You know times are tough when a Daytona winner like David Ragan can't land a sponsor (Photo: Getty Images for NASCAR)
By Mike Mulhern
However the NASCAR market at the moment is filled with several drivers looking for rides – Brian Vickers, for example – and with hundreds of crewmen looking for jobs.
And a visit to a dozen Sprint Cup haulers here Friday in the NASCAR garage was a downer pretty much all the way around, with too many trucks filled with disgruntled and fearful crewmen, wondering just what's coming next.
Two big points here:
-- Major team owners Richard Childress and Roush both appear now virtually forced to cut back from four Cup teams to just three for the 2012 season.
-- And there is no word yet from Team Red Bull on what might happen to those two teams when the sponsorship ends in seven weeks.
Roush concedes that, while he is still looking for a sponsor to keep Ragan in his current ride, there are still no great prospects. And Roush says he's told Ragan to start looking for a new deal, because without major sponsorship Roush says he won't be able to run four full-time Cup teams in 2012.

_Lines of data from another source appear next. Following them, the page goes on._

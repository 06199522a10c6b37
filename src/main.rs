use anyhow::{bail, Context, Result};
use citypulse_core::{App, AppError, Config, PlaceCategory};
use citypulse_dashboard::{suggest, Dashboard, DashboardReport};
use citypulse_providers::{Providers, DEFAULT_PHOTO_WIDTH};

const USAGE: &str = "\
Usage:
  citypulse [--category <id>] [<city>]   show the dashboard (defaults to the last city)
  citypulse history                      list recently searched cities
  citypulse suggest <term>               suggest popular city names
  citypulse photo <reference> <file>     download a place photo
  citypulse config                       check the configuration";

#[derive(Debug, PartialEq)]
enum Command {
    Show {
        city: Option<String>,
        category: Option<PlaceCategory>,
    },
    History,
    Suggest(String),
    Photo {
        reference: String,
        file: String,
    },
    Config,
    Help,
}

fn parse_args(args: &[String]) -> Result<Command> {
    match args.first().map(String::as_str) {
        Some("history") => Ok(Command::History),
        Some("config") => Ok(Command::Config),
        Some("help" | "--help" | "-h") => Ok(Command::Help),
        Some("suggest") => {
            let term = args[1..].join(" ");
            if term.trim().is_empty() {
                bail!("suggest needs a search term");
            }
            Ok(Command::Suggest(term))
        }
        Some("photo") => match &args[1..] {
            [reference, file] => Ok(Command::Photo {
                reference: reference.clone(),
                file: file.clone(),
            }),
            _ => bail!("photo needs a photo reference and an output file"),
        },
        _ => {
            let mut category = None;
            let mut words = Vec::new();
            let mut rest = args.iter();
            while let Some(arg) = rest.next() {
                if arg == "--category" || arg == "-c" {
                    let id = rest.next().context("--category needs a value")?;
                    category = Some(id.parse::<PlaceCategory>()?);
                } else {
                    words.push(arg.as_str());
                }
            }
            let city = words.join(" ");
            Ok(Command::Show {
                city: (!city.trim().is_empty()).then_some(city),
                category,
            })
        }
    }
}

#[tokio::main]
async fn main() -> Result<()> {
    citypulse_core::init()?;

    let args: Vec<String> = std::env::args().skip(1).collect();
    match parse_args(&args)? {
        Command::Help => println!("{USAGE}"),
        Command::Suggest(term) => {
            for city in suggest(&term) {
                println!("{city}");
            }
        }
        Command::Config => check_config()?,
        Command::History => {
            let app = App::new()?;
            let recent = app.recency().recent()?;
            if recent.is_empty() {
                println!("No recent searches.");
            }
            for (i, city) in recent.iter().enumerate() {
                println!("{}. {}", i + 1, city);
            }
        }
        Command::Photo { reference, file } => {
            let app = App::new()?;
            let providers = Providers::from_config(app.config())?;
            let photo = providers
                .places
                .photo(&reference, DEFAULT_PHOTO_WIDTH)
                .await
                .map_err(user_facing)?;
            std::fs::write(&file, &photo.bytes)
                .with_context(|| format!("Failed to write {file}"))?;
            println!("Saved {} ({}, {} bytes)", file, photo.content_type, photo.bytes.len());
        }
        Command::Show { city, category } => show(city, category).await?,
    }

    Ok(())
}

/// Turn a domain error into the message shown on the terminal.
fn user_facing(err: impl Into<AppError>) -> anyhow::Error {
    anyhow::anyhow!("{}", err.into().user_message())
}

async fn show(city: Option<String>, category: Option<PlaceCategory>) -> Result<()> {
    let app = App::new()?;
    let mut dashboard = Dashboard::from_config(app.config())?.with_recency(app.recency());
    if let Some(category) = category {
        dashboard.select_category(category);
    }

    match city {
        Some(city) => {
            dashboard
                .select_city(&city)
                .map_err(user_facing)?;
        }
        None => {
            if dashboard.restore_last_city().map_err(user_facing)?.is_none() {
                println!("No city given and no recent searches.\n\n{USAGE}");
                return Ok(());
            }
        }
    }

    dashboard.settle().await;
    print!("{}", DashboardReport::new(dashboard.view()));
    Ok(())
}

fn check_config() -> Result<()> {
    let config = Config::load()?;
    let validation = config.validate();

    println!("Configuration directory: {}", config.config_dir.display());
    for error in &validation.errors {
        println!("error: {error}");
    }
    for warning in &validation.warnings {
        println!("warning: {warning}");
    }
    if validation.is_valid() {
        println!("Configuration OK.");
        Ok(())
    } else {
        bail!("configuration has {} error(s)", validation.errors.len())
    }
}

Speculation is that Ragan could be penciled in for a ride with Kevin Buckler, the sports car racer turned NASCAR team owner, and a Ford man.
But Ragan himself says he's focused more on finishing this season as strongly as he can.
"Right now I am not focused on 2012 just yet," Ragan says. "I think it's important for us to finish this season strong. And the stronger we can finish 2011, that will only help our chances of finding a sponsor and a package to go racing next year.
"Everyone at Roush Fenway is working hard at selling sponsors for us and for Matt. They have to sell some sponsorships for us to go racing next year.
"Jack has always done a good job of selling our race cars. Even though it's come to the last minute, we have confidence we'll be out on the track racing (next season). And hopefully we can find a partner we can announce, sooner rather than later.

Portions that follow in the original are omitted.